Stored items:
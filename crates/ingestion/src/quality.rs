//! Data-quality checks on extracted tables.

use biotrade_core::config::AggregationConfig;
use biotrade_core::{columns, Anomaly, Dataset, Outcome, Result, Value};
use std::collections::{BTreeMap, HashMap};
use tracing::{debug, warn};

/// Columns identifying one bilateral trade observation.
pub const TRADE_KEY: &[&str] = &[
    columns::PERIOD,
    columns::REPORTER_CODE,
    columns::PARTNER_CODE,
    columns::PRODUCT_CODE,
    columns::ELEMENT,
    columns::UNIT,
    columns::FLAG,
];

/// Columns identifying one production observation.
pub const PRODUCTION_KEY: &[&str] = &[
    columns::PERIOD,
    columns::REPORTER_CODE,
    columns::PRODUCT_CODE,
    columns::ELEMENT,
    columns::UNIT,
    columns::FLAG,
];

/// Keys occurring more than once, with their row positions.
#[derive(Debug, Clone, PartialEq)]
pub struct DuplicateKey {
    pub key: Vec<Value>,
    pub rows: Vec<usize>,
}

/// Find key combinations that identify more than one row.
///
/// Returns the duplicated keys in key order; when any exist a
/// `DuplicateKeys` anomaly is reported alongside.
pub fn find_duplicate_keys(
    dataset: &Dataset,
    key_columns: &[&str],
) -> Result<(Vec<DuplicateKey>, Option<Anomaly>)> {
    let groups = dataset.group_indices(key_columns)?;
    let duplicates: Vec<DuplicateKey> = groups
        .into_iter()
        .filter(|g| g.rows.len() > 1)
        .map(|g| DuplicateKey {
            key: g.key,
            rows: g.rows,
        })
        .collect();
    if duplicates.is_empty() {
        return Ok((duplicates, None));
    }
    warn!(
        columns = ?key_columns,
        duplicates = duplicates.len(),
        "key columns do not identify rows uniquely"
    );
    let anomaly = Anomaly::DuplicateKeys {
        columns: key_columns.iter().map(|c| c.to_string()).collect(),
        duplicates: duplicates.len(),
    };
    Ok((duplicates, Some(anomaly)))
}

/// Count of rows per key, for keys occurring more than once.
pub fn duplicate_counts(dataset: &Dataset, key_columns: &[&str]) -> Result<HashMap<Vec<Value>, usize>> {
    let (dups, _) = find_duplicate_keys(dataset, key_columns)?;
    Ok(dups.into_iter().map(|d| (d.key, d.rows.len())).collect())
}

/// Comparison of a reported aggregate with the sum of its constituents.
///
/// Rows whose `member_column` holds the aggregate label form one side; the
/// remaining non-null members (or only the listed parts) form the other.
/// Both sides are summed per index key and outer-joined, a missing side
/// counting as zero.
#[derive(Debug, Clone)]
pub struct PartsCheck {
    member_column: String,
    aggregate: Value,
    parts: Vec<Value>,
    index: Vec<String>,
    values: Vec<String>,
    tolerance: f64,
}

impl PartsCheck {
    pub fn new<S: Into<String>>(
        member_column: impl Into<String>,
        aggregate: impl Into<Value>,
        index: Vec<S>,
        values: Vec<S>,
    ) -> Self {
        Self {
            member_column: member_column.into(),
            aggregate: aggregate.into(),
            parts: Vec::new(),
            index: index.into_iter().map(Into::into).collect(),
            values: values.into_iter().map(Into::into).collect(),
            tolerance: AggregationConfig::default().tolerance,
        }
    }

    /// Partner `world_code` totals against the sum over every other partner
    /// code. Regional aggregates must be filtered out beforehand.
    pub fn world_partner(world_code: i64) -> Self {
        Self::new(
            columns::PARTNER_CODE,
            world_code,
            vec![
                columns::REPORTER_CODE,
                columns::PRODUCT_CODE,
                columns::ELEMENT,
                columns::UNIT,
                columns::PERIOD,
            ],
            vec![columns::VALUE],
        )
    }

    /// An aggregate product against the listed constituent products.
    pub fn product_constituents(aggregate: &str, constituents: &[&str]) -> Self {
        Self::new(
            columns::PRODUCT,
            aggregate,
            vec![columns::REPORTER, columns::ELEMENT, columns::UNIT, columns::YEAR],
            vec![columns::VALUE],
        )
        .with_parts(constituents.iter().map(|&c| Value::from(c)).collect())
    }

    /// Restrict the constituent side to these members.
    pub fn with_parts(mut self, parts: Vec<Value>) -> Self {
        self.parts = parts;
        self
    }

    /// Relative tolerance of the comparison.
    pub fn with_tolerance(mut self, tolerance: f64) -> Self {
        self.tolerance = tolerance;
        self
    }

    /// One row per index key with `<value>_aggregate`, `<value>_parts` and
    /// `<value>_diff` columns. A value column differing on any key is
    /// reported as an `AggregateMismatch` anomaly.
    pub fn compare(&self, dataset: &Dataset) -> Result<Outcome<Dataset>> {
        let index: Vec<&str> = self.index.iter().map(String::as_str).collect();
        let values: Vec<&str> = self.values.iter().map(String::as_str).collect();
        let member_idx = dataset.column_index(&self.member_column)?;
        dataset.require_columns(&index)?;
        dataset.require_columns(&values)?;
        let key_idx: Vec<usize> = index.iter().map(|c| dataset.column_index(c)).collect::<Result<_>>()?;
        let value_idx: Vec<usize> = values.iter().map(|c| dataset.column_index(c)).collect::<Result<_>>()?;

        // Per key and value column: [aggregate, parts].
        let mut sums: BTreeMap<Vec<Value>, Vec<[Option<f64>; 2]>> = BTreeMap::new();
        for row in dataset.raw_rows() {
            let member = &row[member_idx];
            let side = if *member == self.aggregate {
                0
            } else if !member.is_null() && (self.parts.is_empty() || self.parts.contains(member)) {
                1
            } else {
                continue;
            };
            let key = key_idx.iter().map(|&i| row[i].clone()).collect();
            let slots = sums
                .entry(key)
                .or_insert_with(|| vec![[None, None]; value_idx.len()]);
            for (slot, &vi) in slots.iter_mut().zip(&value_idx) {
                if let Some(v) = row[vi].as_f64() {
                    slot[side] = Some(slot[side].unwrap_or(0.0) + v);
                }
            }
        }

        let mut out_columns: Vec<String> = self.index.clone();
        for v in &values {
            out_columns.extend([format!("{v}_aggregate"), format!("{v}_parts"), format!("{v}_diff")]);
        }
        let mut out = Dataset::new(out_columns)?;
        let mut mismatched = vec![0usize; values.len()];
        for (key, slots) in sums {
            let mut row = key;
            for (i, [aggregate, parts]) in slots.into_iter().enumerate() {
                let (a, p) = (aggregate.unwrap_or(0.0), parts.unwrap_or(0.0));
                if (a - p).abs() > self.tolerance * a.abs().max(p.abs()) {
                    mismatched[i] += 1;
                }
                row.extend([Value::opt_float(aggregate), Value::opt_float(parts), Value::float(a - p)]);
            }
            out.push_row(row)?;
        }

        let mut outcome = Outcome::new(out);
        for (column, keys) in values.iter().zip(mismatched) {
            if keys == 0 {
                continue;
            }
            warn!(column, aggregate = %self.aggregate, keys, "aggregate differs from the sum of its parts");
            outcome.push(Anomaly::AggregateMismatch {
                column: column.to_string(),
                aggregate: self.aggregate.to_string(),
                keys,
            });
        }
        debug!(keys = outcome.value.len(), member = %self.member_column, "compared aggregate to parts");
        Ok(outcome)
    }

    /// Like [`compare`](Self::compare), failing on any mismatch.
    pub fn check(&self, dataset: &Dataset) -> Result<Dataset> {
        self.compare(dataset)?.escalate()
    }
}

**REQUIRED ACTION:** If a line of the data contains "warn", copy it out.

**EXERCISE SOLUTION:**
use tracing::{debug, warn};
    warn!(
            warn!(column, aggregate = %self.aggregate, keys, "aggregate differs from the sum of its parts");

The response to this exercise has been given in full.